The Amazon rainforest of French Guiana constantly echoes and swings, but I keep my attention on the trees. In this photo taken in November 2020 – recently I was there – I am passing through dense forest at Parakau Research Station near the coastal town of Kouru. I’m looking at drone pictures of the canopy and working to make each trunk fit into the puzzle.

It sounds simple, but the forest is extremely complex. Despite further attention to detail with the telescope, it is difficult to operate that connects to a special patch of trunk green when you are viewing it from an aerial view.

My project is part of a larger effort to understand the productivity and rhythm of forest. Of the 750 or so wood tree species in the area, many are deciduous.

But unlike trees in the temperate tropics, which shed leaves in autumn, they follow their own schedule. With drones and LIDAR – a mapping system that uses ultraviolet lasers – we can track trees at a much larger scale than before. Observations from the ground help fill the picture.

The Amazon rainforest, the largest and most biodiversity forest in the world, stores large amounts of carbon.

There is great apprehension that climate change may turn ammonia into a drawer, savannah-like ecosystem, which can release incredible amounts of carbon into the atmosphere. Understanding the carbon flux of the forest can help us to predict how the entire system will react to climate change.

As you pass through the jungle, there is a continuous group of birds, with birds of parrots and birds of swarms, which violently swing around like a golden ditch, a fast ball at Quidditch, a game in the Harry Potter series .

I cover myself in insect repellent DEET to ward off mosquitoes, but some ticks still crawl on me. I sweat constantly in the heat and humidity and my clothes never dry completely. At night, I sleep in a hammock under a tin roof that swings in the rain.

Master your body language

Non-verbal communication is powerful and can make or break your interactions with others, as well as affect your perceptions. Whether you maintain eye contact or speak open or closed body language.

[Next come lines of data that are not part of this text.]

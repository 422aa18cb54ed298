// crates/sqlgate-server/src/audit.rs
// ============================================================================
// Module: Gateway Audit Logging
// Description: Structured audit events for gateway request handling.
// Purpose: Emit redacted JSON-lines audit events without hard dependencies.
// Dependencies: serde, serde_json
// ============================================================================

//! ## Overview
//! Audit events are JSON lines. Request events record the route, outcome,
//! status, and sizes; they never carry tenant identifiers, SQL text, or
//! engine diagnostics.

// ============================================================================
// SECTION: Imports
// ============================================================================

use std::io::Write;
use std::sync::Arc;
use std::sync::Mutex;
use std::time::SystemTime;
use std::time::UNIX_EPOCH;

use serde::Serialize;

// ============================================================================
// SECTION: Types
// ============================================================================

/// Request audit event payload.
#[derive(Debug, Clone, Serialize)]
pub struct RequestAuditEvent {
    /// Event identifier.
    pub event: &'static str,
    /// Event timestamp (milliseconds since epoch).
    pub timestamp_ms: u128,
    /// Route label.
    pub route: &'static str,
    /// `success` or `failure`.
    pub outcome: &'static str,
    /// HTTP status code.
    pub status: u16,
    /// Normalized error kind label.
    pub error_kind: Option<&'static str>,
    /// Request body size in bytes.
    pub request_bytes: usize,
    /// Handling time in milliseconds.
    pub elapsed_ms: u128,
}

/// Inputs required to construct a request audit event.
pub struct RequestAuditEventParams {
    /// Route label.
    pub route: &'static str,
    /// HTTP status code.
    pub status: u16,
    /// Normalized error kind label.
    pub error_kind: Option<&'static str>,
    /// Request body size in bytes.
    pub request_bytes: usize,
    /// Handling time in milliseconds.
    pub elapsed_ms: u128,
}

impl RequestAuditEvent {
    /// Creates a new request audit event with a consistent timestamp.
    #[must_use]
    pub fn new(params: RequestAuditEventParams) -> Self {
        Self {
            event: "gateway_request",
            timestamp_ms: now_ms(),
            route: params.route,
            outcome: if params.error_kind.is_none() { "success" } else { "failure" },
            status: params.status,
            error_kind: params.error_kind,
            request_bytes: params.request_bytes,
            elapsed_ms: params.elapsed_ms,
        }
    }
}

/// Server lifecycle audit event payload.
#[derive(Debug, Clone, Serialize)]
pub struct LifecycleAuditEvent {
    /// Event identifier.
    pub event: &'static str,
    /// Event timestamp (milliseconds since epoch).
    pub timestamp_ms: u128,
    /// Lifecycle phase label.
    pub phase: &'static str,
    /// Phase detail (storage root, bind address).
    pub detail: String,
}

impl LifecycleAuditEvent {
    /// Creates a new lifecycle audit event.
    #[must_use]
    pub fn new(phase: &'static str, detail: impl Into<String>) -> Self {
        Self {
            event: "gateway_lifecycle",
            timestamp_ms: now_ms(),
            phase,
            detail: detail.into(),
        }
    }
}

/// Milliseconds since the Unix epoch.
fn now_ms() -> u128 {
    SystemTime::now().duration_since(UNIX_EPOCH).unwrap_or_default().as_millis()
}

// ============================================================================
// SECTION: Trait
// ============================================================================

/// Audit sink for gateway events.
pub trait AuditSink: Send + Sync {
    /// Record a request audit event.
    fn record(&self, event: &RequestAuditEvent);

    /// Record a lifecycle audit event.
    fn record_lifecycle(&self, _event: &LifecycleAuditEvent) {}
}

/// Audit sink that logs JSON lines to stderr.
pub struct StderrAuditSink;

impl AuditSink for StderrAuditSink {
    fn record(&self, event: &RequestAuditEvent) {
        if let Ok(payload) = serde_json::to_string(event) {
            let _ = writeln!(std::io::stderr(), "{payload}");
        }
    }

    fn record_lifecycle(&self, event: &LifecycleAuditEvent) {
        if let Ok(payload) = serde_json::to_string(event) {
            let _ = writeln!(std::io::stderr(), "{payload}");
        }
    }
}

/// No-op audit sink.
pub struct NoopAuditSink;

impl AuditSink for NoopAuditSink {
    fn record(&self, _event: &RequestAuditEvent) {}
}

/// Audit sink that keeps serialized events in memory.
#[derive(Default, Clone)]
pub struct MemoryAuditSink {
    /// Serialized event lines.
    lines: Arc<Mutex<Vec<String>>>,
}

impl MemoryAuditSink {
    /// Returns a snapshot of the recorded lines.
    #[must_use]
    pub fn lines(&self) -> Vec<String> {
        self.lines.lock().map(|lines| lines.clone()).unwrap_or_default()
    }

    /// Appends one serialized event.
    fn push(&self, payload: String) {
        if let Ok(mut lines) = self.lines.lock() {
            lines.push(payload);
        }
    }
}

impl AuditSink for MemoryAuditSink {
    fn record(&self, event: &RequestAuditEvent) {
        if let Ok(payload) = serde_json::to_string(event) {
            self.push(payload);
        }
    }

    fn record_lifecycle(&self, event: &LifecycleAuditEvent) {
        if let Ok(payload) = serde_json::to_string(event) {
            self.push(payload);
        }
    }
}
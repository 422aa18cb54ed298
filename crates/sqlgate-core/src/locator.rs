// crates/sqlgate-core/src/locator.rs
// ============================================================================
// Module: Store Locator
// Description: Maps validated tenant identifiers to store locations.
// Purpose: Keep every tenant store a direct child of one storage root.
// Dependencies: std
// ============================================================================

//! ## Overview
//! The storage root is established once at startup and passed explicitly to
//! the gateway. [`StoreRoot::locate`] only accepts a [`TenantId`], so the
//! validator always runs before a location can be computed. The resulting
//! file name is derived from the identifier alone, which makes the mapping
//! injective and keeps every location inside the root.

// ============================================================================
// SECTION: Imports
// ============================================================================

use std::fs;
use std::path::Path;
use std::path::PathBuf;

use crate::identifiers::TenantId;
use crate::interfaces::StoreError;

// ============================================================================
// SECTION: Constants
// ============================================================================

/// File extension appended to every tenant store file name.
pub const STORE_FILE_EXTENSION: &str = "db";

// ============================================================================
// SECTION: Storage Root
// ============================================================================

/// Canonical directory under which all tenant stores live.
#[derive(Debug, Clone, PartialEq, Eq)]
pub struct StoreRoot {
    /// Absolute, canonicalized root directory.
    path: PathBuf,
}

impl StoreRoot {
    /// Creates the root directory if absent and canonicalizes it.
    ///
    /// # Errors
    ///
    /// Returns [`StoreError::Unavailable`] when the directory cannot be
    /// created or resolved, or when the path is not a directory.
    pub fn establish(path: &Path) -> Result<Self, StoreError> {
        fs::create_dir_all(path)
            .map_err(|err| StoreError::Unavailable(format!("storage root create failed: {err}")))?;
        let canonical = fs::canonicalize(path)
            .map_err(|err| StoreError::Unavailable(format!("storage root resolve failed: {err}")))?;
        if !canonical.is_dir() {
            return Err(StoreError::Unavailable("storage root is not a directory".to_string()));
        }
        Ok(Self {
            path: canonical,
        })
    }

    /// Returns the canonical root directory.
    #[must_use]
    pub fn path(&self) -> &Path {
        &self.path
    }

    /// Returns the store location for a validated tenant identifier.
    #[must_use]
    pub fn locate(&self, tenant: &TenantId) -> StoreLocation {
        let file_name = format!("{}.{STORE_FILE_EXTENSION}", tenant.as_str());
        StoreLocation {
            path: self.path.join(file_name),
        }
    }
}

// ============================================================================
// SECTION: Store Location
// ============================================================================

/// On-disk location of one tenant store.
///
/// # Invariants
/// - Only constructed by [`StoreRoot::locate`]; always a direct child of the root.
#[derive(Debug, Clone, PartialEq, Eq, Hash)]
pub struct StoreLocation {
    /// Full path to the store file.
    path: PathBuf,
}

impl StoreLocation {
    /// Returns the full path to the store file.
    #[must_use]
    pub fn path(&self) -> &Path {
        &self.path
    }
}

Open body language means opening your arms and legs and literally taking a large amount of physical space. It states that you are comfortable with yourself and your place, and expresses a sense of agreement or even openness to interact with others.

With closed body language, your hands and feet are closer to your body and your head is lower, and you take up less space physically. This posture can tell others that you feel defensive or polite and insecure, or that you disagree with the discussion.

Once you become more conscious of your body language, you can use it to feel how you feel. While in some instances it is important to use your body language to reflect your feelings – for example, to communicate effectively with loved ones – it is equally important to know when to use open body language , Even if it does not match your internal state.

Maintaining an open attitude ensures a positive and relaxed tone and flow of dialogue between you and others, whether it is in a lab meeting, poster session or in a conference to discuss questions and answers.

Developing your emotional intelligence can help you identify when you can prepare for an emotional abduction and how to reproduce strong emotions in rational and constructive responses.

You spend less time, which will not only reduce stress, but also more time to connect with you and continuously improve your relationships with the people around you.